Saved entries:
====
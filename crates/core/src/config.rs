//! Tunable defaults for the simulation, mirroring spec section 6.
//!
//! There is no config-file format; everything here has a sensible `Default`
//! and the server binary overrides individual fields from CLI flags.

use serde::{Deserialize, Serialize};

#[derive(Debug, Clone, Serialize, Deserialize)]
pub struct NetworkConfig {
    pub udp_port: u16,
    pub world_update_rate: u32,
    pub player_update_rate: u32,
    pub reliable_message_retries: u32,
    pub client_timeout_secs: u64,
    pub max_packet_size: usize,
    pub socket_timeout_ms: u64,
    pub compression_threshold: usize,
}

impl Default for NetworkConfig {
    fn default() -> Self {
        Self {
            udp_port: 7001,
            world_update_rate: 20,
            player_update_rate: 60,
            reliable_message_retries: 3,
            client_timeout_secs: 30,
            max_packet_size: 1400,
            socket_timeout_ms: 5000,
            compression_threshold: 1200,
        }
    }
}

#[derive(Debug, Clone, Serialize, Deserialize)]
pub struct GameBalance {
    pub movement_speed: f32,
    pub sprint_multiplier: f32,
    pub mana_per_sprint_second: f32,
    pub base_health: f32,
    pub melee_range: f32,
    pub melee_cone_cos: f32,
    pub attack_cooldown_ms: u64,
    pub extraction_time_secs: f32,
    pub max_inventory_size: usize,
    pub max_team_size: usize,
    pub max_input_magnitude: f32,
    pub player_collision_radius: f32,
    pub mob_collision_radius: f32,
    pub teleport_max_distance: f32,
    pub lag_compensation_max_ms: u64,
    pub loot_grab_range: f32,
    pub loot_expiration_minutes: f32,
    pub max_loot_per_room: usize,
    pub max_drops_per_mob: usize,
}

impl Default for GameBalance {
    fn default() -> Self {
        Self {
            movement_speed: 5.0,
            sprint_multiplier: 1.5,
            mana_per_sprint_second: 5.0,
            base_health: 100.0,
            melee_range: 2.5,
            melee_cone_cos: 0.7,
            attack_cooldown_ms: 1000,
            extraction_time_secs: 30.0,
            max_inventory_size: 20,
            max_team_size: 6,
            max_input_magnitude: 1.1,
            player_collision_radius: 0.5,
            mob_collision_radius: 0.5,
            teleport_max_distance: 8.0,
            lag_compensation_max_ms: 200,
            loot_grab_range: 3.0,
            loot_expiration_minutes: 20.0,
            max_loot_per_room: 8,
            max_drops_per_mob: 2,
        }
    }
}

#[derive(Debug, Clone, Serialize, Deserialize)]
pub struct WorldGenConfig {
    pub grid_width: u32,
    pub grid_height: u32,
    pub room_size: (f32, f32),
    pub room_spacing: f32,
    pub mobs_per_room: usize,
    pub initial_loot_count: usize,
    pub loot_respawn_interval_secs: f32,
}

impl Default for WorldGenConfig {
    fn default() -> Self {
        Self {
            grid_width: 4,
            grid_height: 4,
            room_size: (50.0, 50.0),
            room_spacing: 60.0,
            mobs_per_room: 3,
            initial_loot_count: 12,
            loot_respawn_interval_secs: 120.0,
        }
    }
}

#[derive(Debug, Clone, Serialize, Deserialize)]
pub struct LobbyConfig {
    pub max_wait_time_secs: f32,
    pub absolute_max_wait_time_secs: f32,
    pub min_players_to_start: usize,
    pub min_teams_to_start: usize,
    pub empty_lobby_cleanup_minutes: f32,
}

impl Default for LobbyConfig {
    fn default() -> Self {
        Self {
            max_wait_time_secs: 30.0,
            absolute_max_wait_time_secs: 60.0,
            min_players_to_start: 4,
            min_teams_to_start: 2,
            empty_lobby_cleanup_minutes: 5.0,
        }
    }
}

#[derive(Debug, Clone, Default, Serialize, Deserialize)]
pub struct ServerConfig {
    pub network: NetworkConfig,
    pub balance: GameBalance,
    pub world_gen: WorldGenConfig,
    pub lobby: LobbyConfig,
}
====
- Task to complete: What lines hold the string "struct"? Pick them out of the data.

- Output of the task:
pub struct NetworkConfig {
pub struct GameBalance {
pub struct WorldGenConfig {
pub struct LobbyConfig {
pub struct ServerConfig {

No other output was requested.